## Task statement:
Only the lines from the top of the data through the line containing "impl Default for ProgressReporter" should be duplicated, exactly as they appear.

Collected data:

//! Progress reporting for council sessions

use colored::Colorize;
use council_application::ports::progress::ProgressNotifier;
use council_domain::Phase;
use indicatif::{MultiProgress, ProgressBar, ProgressStyle};
use std::sync::Mutex;

/// Reports progress with one bar per stage
pub struct ProgressReporter {
    multi: MultiProgress,
    phase_bar: Mutex<Option<ProgressBar>>,
}

impl ProgressReporter {
    pub fn new() -> Self {
        Self {
            multi: MultiProgress::new(),
            phase_bar: Mutex::new(None),
        }
    }

    fn phase_style() -> ProgressStyle {
        ProgressStyle::default_bar()
            .template("{spinner:.green} {prefix:.bold.cyan} [{bar:40.cyan/blue}] {pos}/{len} {msg}")
            .unwrap_or_else(|_| ProgressStyle::default_bar())
            .progress_chars("=>-")
    }

    fn phase_title(phase: &Phase) -> String {
        format!("Stage {}: {}", phase.number(), phase.display_name())
    }
}

impl Default for ProgressReporter {
    fn default() -> Self {
        Self::new()
    }
}

impl ProgressNotifier for ProgressReporter {
    fn on_phase_start(&self, phase: &Phase, total_tasks: usize) {
        let pb = self.multi.add(ProgressBar::new(total_tasks as u64));
        pb.set_style(Self::phase_style());
        pb.set_prefix(Self::phase_title(phase));
        pb.set_message("Waiting for nodes...");

        if let Ok(mut slot) = self.phase_bar.lock() {
            *slot = Some(pb);
        }
    }

    fn on_task_complete(&self, _phase: &Phase, label: &str, success: bool) {
        if let Ok(slot) = self.phase_bar.lock()
            && let Some(pb) = slot.as_ref()
        {
            let status = if success {
                format!("{} {}", "v".green(), label)
            } else {
                format!("{} {}", "x".red(), label)
            };
            pb.set_message(status);
            pb.inc(1);
        }
    }

    fn on_phase_complete(&self, phase: &Phase) {
        if let Ok(mut slot) = self.phase_bar.lock()
            && let Some(pb) = slot.take()
        {
            pb.finish_with_message(format!("Stage {} complete", phase.number()).green().to_string());
        }
    }
}

/// Simple text-based progress (no fancy UI)
pub struct SimpleProgress;

impl ProgressNotifier for SimpleProgress {
    fn on_phase_start(&self, phase: &Phase, total_tasks: usize) {
        println!(
            "{} {} ({} calls)",
            "->".cyan(),
            ProgressReporter::phase_title(phase).bold(),
            total_tasks
        );
    }

    fn on_task_complete(&self, _phase: &Phase, label: &str, success: bool) {
        if success {
            println!("  {} {}", "v".green(), label);
        } else {
            println!("  {} {} (failed)", "x".red(), label);
        }
    }

    fn on_phase_complete(&self, _phase: &Phase) {
        println!();
    }
}

#[cfg(test)]
mod tests {
    use super::*;

    #[test]
    fn test_phase_titles() {
        assert_eq!(
            ProgressReporter::phase_title(&Phase::Opinions),
            "Stage 1: Initial Opinions"
        );
        assert_eq!(
            ProgressReporter::phase_title(&Phase::Synthesis),
            "Stage 3: Chairman Synthesis"
        );
    }

    #[test]
    fn test_reporter_survives_out_of_order_calls() {
        let reporter = ProgressReporter::new();
        reporter.on_task_complete(&Phase::Review, "Reviewer:Council_1", true);
        reporter.on_phase_complete(&Phase::Review);

        reporter.on_phase_start(&Phase::Review, 2);
        reporter.on_task_complete(&Phase::Review, "Reviewer:Council_1", true);
        reporter.on_task_complete(&Phase::Review, "Reviewer:Council_2", false);
        reporter.on_phase_complete(&Phase::Review);
        assert!(reporter.phase_bar.lock().unwrap().is_none());
    }
}
//! REPL configuration from TOML (`[repl]` section)

use serde::{Deserialize, Serialize};
use std::path::PathBuf;

/// Raw REPL configuration from TOML
#[derive(Debug, Clone, PartialEq, Eq, Serialize, Deserialize)]
#[serde(default)]
pub struct FileReplConfig {
    /// Show progress indicators
    pub show_progress: bool,
    /// Path to history file (`~/` is expanded)
    pub history_file: Option<String>,
}

impl Default for FileReplConfig {
    fn default() -> Self {
        Self {
            show_progress: true,
            history_file: None,
        }
    }
}

impl FileReplConfig {
    /// Resolved history path, falling back to the platform data directory
    pub fn history_path(&self) -> Option<PathBuf> {
        match &self.history_file {
            Some(path) => match path.strip_prefix("~/") {
                Some(rest) => dirs::home_dir().map(|home| home.join(rest)),
                None => Some(PathBuf::from(path)),
            },
            None => dirs::data_dir().map(|d| d.join("llm-council").join("history.txt")),
        }
    }
}
//! Reviewer → reviewee assignment and review prompt planning.

use crate::core::member::{Member, Roster};
use crate::orchestration::value_objects::Opinion;
use crate::prompt::PromptTemplate;
use serde::{Deserialize, Serialize};

/// `reviewer` critiques `reviewee`'s opinion
#[derive(Debug, Clone, PartialEq, Eq, Hash, Serialize, Deserialize)]
pub struct ReviewAssignment {
    pub reviewer: String,
    pub reviewee: String,
}

/// A planned review call: who reviews whom, and the prompt to send
#[derive(Debug, Clone, PartialEq, Eq)]
pub struct ReviewRequest {
    pub assignment: ReviewAssignment,
    /// The reviewing member (carries the endpoint to call)
    pub reviewer: Member,
    pub prompt: String,
}

/// Compute the ring: position `i` reviews position `(i + 1) mod N`.
///
/// Pure function of roster order.
pub fn ring_assignments(roster: &Roster) -> Vec<ReviewAssignment> {
    let members = roster.members();
    let n = members.len();
    members
        .iter()
        .enumerate()
        .map(|(i, reviewer)| ReviewAssignment {
            reviewer: reviewer.name.clone(),
            reviewee: members[(i + 1) % n].name.clone(),
        })
        .collect()
}

/// Build one review request per roster member, in roster order.
///
/// The reviewee's opinion text is embedded verbatim, including failure
/// markers such as `Offline: ...`; a reviewer asked to critique an offline
/// peer simply says so.
pub fn plan_reviews(roster: &Roster, opinions: &[Opinion]) -> Vec<ReviewRequest> {
    ring_assignments(roster)
        .into_iter()
        .zip(roster.iter())
        .map(|(assignment, reviewer)| {
            let peer_answer = opinions
                .iter()
                .find(|o| o.member == assignment.reviewee)
                .map(|o| o.result.response_text())
                .unwrap_or_else(|| "Offline: no opinion recorded".to_string());
            ReviewRequest {
                prompt: PromptTemplate::review_prompt(&peer_answer),
                reviewer: reviewer.clone(),
                assignment,
            }
        })
        .collect()
}
//! Question value object

use crate::core::error::DomainError;
use serde::{Deserialize, Serialize};

/// A query to be answered by the council (Value Object)
///
/// The text is passed verbatim to every member as its phase-1 prompt and
/// embedded in the chairman's synthesis prompt.
#[derive(Debug, Clone, PartialEq, Eq, Serialize, Deserialize)]
#[serde(try_from = "String", into = "String")]
pub struct Question {
    content: String,
}

impl Question {
    /// Create a new question, rejecting empty or whitespace-only content
    pub fn parse(content: impl Into<String>) -> Result<Self, DomainError> {
        let content = content.into();
        if content.trim().is_empty() {
            return Err(DomainError::InvalidQuestion(
                "question cannot be empty".to_string(),
            ));
        }
        Ok(Self { content })
    }

    /// Get the question content
    pub fn content(&self) -> &str {
        &self.content
    }
}

impl std::fmt::Display for Question {
    fn fmt(&self, f: &mut std::fmt::Formatter<'_>) -> std::fmt::Result {
        write!(f, "{}", self.content)
    }
}

impl TryFrom<String> for Question {
    type Error = DomainError;

    fn try_from(s: String) -> Result<Self, Self::Error> {
        Question::parse(s)
    }
}

impl From<Question> for String {
    fn from(q: Question) -> Self {
        q.content
    }
}

#[cfg(test)]
mod tests {
    use super::*;

    #[test]
    fn test_question_creation() {
        let q = Question::parse("Why is the sky blue?").unwrap();
        assert_eq!(q.content(), "Why is the sky blue?");
    }

    #[test]
    fn test_empty_question_rejected() {
        assert!(matches!(
            Question::parse(""),
            Err(DomainError::InvalidQuestion(_))
        ));
    }

    #[test]
    fn test_whitespace_question_rejected() {
        assert!(Question::parse("   \n\t").is_err());
    }

    #[test]
    fn test_deserialize_validates() {
        let ok: Result<Question, _> = serde_json::from_str("\"hello\"");
        assert!(ok.is_ok());
        let err: Result<Question, _> = serde_json::from_str("\"  \"");
        assert!(err.is_err());
    }
}
//! Structured configuration issues.
//!
//! Startup validation reports every problem it finds instead of stopping at
//! the first one. `Error` issues abort startup; `Warning` issues are logged.

/// Severity level of a configuration issue.
#[derive(Debug, Clone, Copy, PartialEq, Eq)]
pub enum Severity {
    /// Fatal: the configuration cannot work at all.
    Error,
    /// Non-fatal: the configuration works but may not behave as expected.
    Warning,
}

/// Identifies a specific configuration issue.
#[derive(Debug, Clone, PartialEq, Eq)]
pub enum ConfigIssueCode {
    /// `[[council.members]]` is missing or empty.
    NoMembers,
    /// A single member would have to review itself.
    TooFewMembers { count: usize },
    /// Two members share a name; result mappings are keyed by name.
    DuplicateMemberName { name: String },
    /// A required string field is blank.
    EmptyField { field: String },
    /// `[chairman]` is missing.
    MissingChairman,
    /// A timeout of zero would fail every call.
    ZeroTimeout { field: String },
    /// The chairman shares an endpoint and model with a member.
    ChairmanIsMember { name: String },
}

/// A detected issue in the configuration.
#[derive(Debug, Clone, PartialEq, Eq)]
pub struct ConfigIssue {
    pub severity: Severity,
    pub code: ConfigIssueCode,
    pub message: String,
}

impl ConfigIssue {
    pub fn error(code: ConfigIssueCode, message: impl Into<String>) -> Self {
        Self {
            severity: Severity::Error,
            code,
            message: message.into(),
        }
    }

    pub fn warning(code: ConfigIssueCode, message: impl Into<String>) -> Self {
        Self {
            severity: Severity::Warning,
            code,
            message: message.into(),
        }
    }

    pub fn is_error(&self) -> bool {
        self.severity == Severity::Error
    }
}

impl std::fmt::Display for ConfigIssue {
    fn fmt(&self, f: &mut std::fmt::Formatter<'_>) -> std::fmt::Result {
        let level = match self.severity {
            Severity::Error => "error",
            Severity::Warning => "warning",
        };
        write!(f, "{}: {}", level, self.message)
    }
}

#[cfg(test)]
mod tests {
    use super::*;

    #[test]
    fn test_constructors_set_severity() {
        let e = ConfigIssue::error(ConfigIssueCode::NoMembers, "no members");
        assert!(e.is_error());
        let w = ConfigIssue::warning(
            ConfigIssueCode::ChairmanIsMember {
                name: "a".to_string(),
            },
            "shared",
        );
        assert!(!w.is_error());
    }

    #[test]
    fn test_display() {
        let e = ConfigIssue::error(ConfigIssueCode::TooFewMembers { count: 1 }, "need two");
        assert_eq!(e.to_string(), "error: need two");
    }
}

## Exercise result:
//! Progress reporting for council sessions

use colored::Colorize;
use council_application::ports::progress::ProgressNotifier;
use council_domain::Phase;
use indicatif::{MultiProgress, ProgressBar, ProgressStyle};
use std::sync::Mutex;

/// Reports progress with one bar per stage
pub struct ProgressReporter {
    multi: MultiProgress,
    phase_bar: Mutex<Option<ProgressBar>>,
}

impl ProgressReporter {
    pub fn new() -> Self {
        Self {
            multi: MultiProgress::new(),
            phase_bar: Mutex::new(None),
        }
    }

    fn phase_style() -> ProgressStyle {
        ProgressStyle::default_bar()
            .template("{spinner:.green} {prefix:.bold.cyan} [{bar:40.cyan/blue}] {pos}/{len} {msg}")
            .unwrap_or_else(|_| ProgressStyle::default_bar())
            .progress_chars("=>-")
    }

    fn phase_title(phase: &Phase) -> String {
        format!("Stage {}: {}", phase.number(), phase.display_name())
    }
}

impl Default for ProgressReporter {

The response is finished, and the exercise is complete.